Monday 6 December 2010

Bariloche, Argentina - Don't cry for me, Argentina

I gaze across the deep blue waters of Lake Nahuel Huapi and suck in the sweet coconut aroma of the yellow gorse. The lake is framed by snow-capped Andean peaks and behind me is the lively town of San Carlos de Bariloche. The hardships of the last ten days have melted away. What hardships, you ask. Well . . . picking up the story back in General Acha . . .

I got my ride across the central desert of La Pampa in a rusty, old jallopy with Shirley half in and half out of the boot. They say nature abhors a void and so did the driver, filling the 200 miles of emptiness with deafening Latin music and an ominous burning smell from the engine. It was a grim place in many ways but what I´ll remember most were the rotting corpses of horses in the roadside verges. This ride had taken me across the most barren stretch of central Argentina but I still had six days of desert riding ahead.

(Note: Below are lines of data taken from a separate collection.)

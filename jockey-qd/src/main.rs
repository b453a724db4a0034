//! jockey-qd - Main entry point
//!
//! Headless queue daemon for a Discord music frontend. Owns per-guild
//! track queues and playback state, delegates media resolution and
//! audio delivery to sidecar services, and exposes the whole command
//! surface over HTTP with an SSE event feed.

use std::path::PathBuf;
use std::sync::Arc;
use std::time::Duration;

use anyhow::{Context, Result};
use clap::Parser;
use tracing::info;
use tracing_subscriber::{layer::SubscriberExt, util::SubscriberInitExt};

use jockey_common::EventBus;
use jockey_qd::api::{self, AppContext};
use jockey_qd::blacklist::Blacklist;
use jockey_qd::config::{Config, Overrides};
use jockey_qd::engine::PlaybackEngine;
use jockey_qd::registry::{spawn_idle_sweeper, SessionRegistry};
use jockey_qd::resolver::HttpResolver;
use jockey_qd::stats::BotStats;
use jockey_qd::transport::HttpVoiceGateway;

/// Command-line arguments for jockey-qd
#[derive(Parser, Debug)]
#[command(name = "jockey-qd")]
#[command(about = "Per-guild music queue daemon")]
#[command(version)]
struct Args {
    /// Path to a TOML config file
    #[arg(short, long, env = "JOCKEY_CONFIG")]
    config: Option<PathBuf>,

    /// Port to listen on
    #[arg(short, long, env = "JOCKEY_PORT")]
    port: Option<u16>,

    /// Directory for persistent state
    #[arg(short, long, env = "JOCKEY_DATA_DIR")]
    data_dir: Option<PathBuf>,

    /// Base URL of the media resolver sidecar
    #[arg(long, env = "JOCKEY_RESOLVER_URL")]
    resolver_url: Option<String>,

    /// Base URL of the voice gateway sidecar
    #[arg(long, env = "JOCKEY_GATEWAY_URL")]
    gateway_url: Option<String>,

    /// Ceiling in seconds on one resolution round-trip
    #[arg(long, env = "JOCKEY_RESOLUTION_TIMEOUT")]
    resolution_timeout_secs: Option<u64>,

    /// Seconds before an untouched idle session is evicted
    #[arg(long, env = "JOCKEY_IDLE_SESSION_TIMEOUT")]
    idle_session_timeout_secs: Option<u64>,
}

impl Args {
    fn into_overrides(self) -> Overrides {
        Overrides {
            config_file: self.config,
            port: self.port,
            data_dir: self.data_dir,
            resolver_url: self.resolver_url,
            gateway_url: self.gateway_url,
            resolution_timeout_secs: self.resolution_timeout_secs,
            idle_session_timeout_secs: self.idle_session_timeout_secs,
        }
    }
}

#[tokio::main]
async fn main() -> Result<()> {
    tracing_subscriber::registry()
        .with(
            tracing_subscriber::EnvFilter::try_from_default_env()
                .unwrap_or_else(|_| "jockey_qd=debug,tower_http=debug".into()),
        )
        .with(tracing_subscriber::fmt::layer())
        .init();

    let args = Args::parse();
    let config = Config::resolve(&args.into_overrides()).context("Failed to load configuration")?;

    info!("Starting jockey-qd on port {}", config.port);
    info!("Data directory: {}", config.data_dir.display());
    info!("Resolver: {}", config.resolver_url);
    info!("Voice gateway: {}", config.gateway_url);

    std::fs::create_dir_all(&config.data_dir).context("Failed to create data directory")?;
    let blacklist = Arc::new(
        Blacklist::load(config.blacklist_path()).context("Failed to load blacklist")?,
    );

    let client = reqwest::Client::builder()
        .build()
        .context("Failed to build HTTP client")?;
    let resolver = Arc::new(HttpResolver::new(client.clone(), config.resolver_url.clone()));
    let gateway = Arc::new(HttpVoiceGateway::new(client, config.gateway_url.clone()));

    let registry = Arc::new(SessionRegistry::new());
    let events = Arc::new(EventBus::new(config.event_capacity));
    let engine = Arc::new(PlaybackEngine::new(
        Arc::clone(&registry),
        resolver,
        gateway,
        Arc::clone(&events),
        Duration::from_secs(config.resolution_timeout_secs),
    ));

    let _sweeper = spawn_idle_sweeper(
        Arc::clone(&registry),
        Duration::from_secs(config.idle_session_timeout_secs),
    );

    let ctx = AppContext {
        engine,
        blacklist,
        stats: Arc::new(BotStats::new()),
        events,
        port: config.port,
    };

    api::run(ctx).await.context("Server error")?;
    Ok(())
}
//! REST command surface
//!
//! Every bot command maps to one HTTP endpoint, scoped per guild.
//! Blacklist screening and the usage counter wrap every command
//! handler; domain errors map to stable HTTP statuses so the frontend
//! can relay them verbatim.

pub mod handlers;
pub mod server;
pub mod sse;

pub use server::{create_router, run, AppContext};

It was absolutely desperate and dire cycling that made me cry at times with weariness and frustration. The roads runs in a straight line to a distant horizon for mile after monotonous mile; there are no trees, no shade or shelter; there is nothing to break the monotony of red dirt and sparse scrub.

But the thing that really pushes you to the edge and demands you summon up every last shred of will power, is the wind. An unrelenting headwind cuts your speed to a crawl and saps all your energy. Gusts blast stinging grit onto your legs and into you face, and you're forced to slam on the brakes before you're blown off the bike completely. The windblown dust gets everywhere, choking up your lungs and sticking to your suncream. On the more exposed sections of road, the wind is so strong you just have to get off the bike and push. It's torture and you become desperate for it to relent but it never does. Well, it did once, for a few hours. My days´s ride had fallen short of the next town and I camped out in the desert with some modest bushes for cover. In the early hours, I unzipped the tent to total calm, not a whisper of wind, and a night sky ablaze with stars. I watched a beautiful sunrise whilst nursing a mug of steaming coffee. By the time I was packed up and pushing the bike back to the road, the wind was back to full power, I had a nasty gash in my shin as a result of falling off the fence that I was trying to lift the bike over and the bike had a puncture from a sharp thorn. Not the best start to the day.
It was 8am and I honestly asked myself - right now, would I rather be on my bike zooming up through the trees of Holyrood Park, scooting across the Meadows to Starbucks then saying "good morning" to Greyfriars Bobby before flying down into the Grassmarket and into the office? Hmmm, it's a tough one.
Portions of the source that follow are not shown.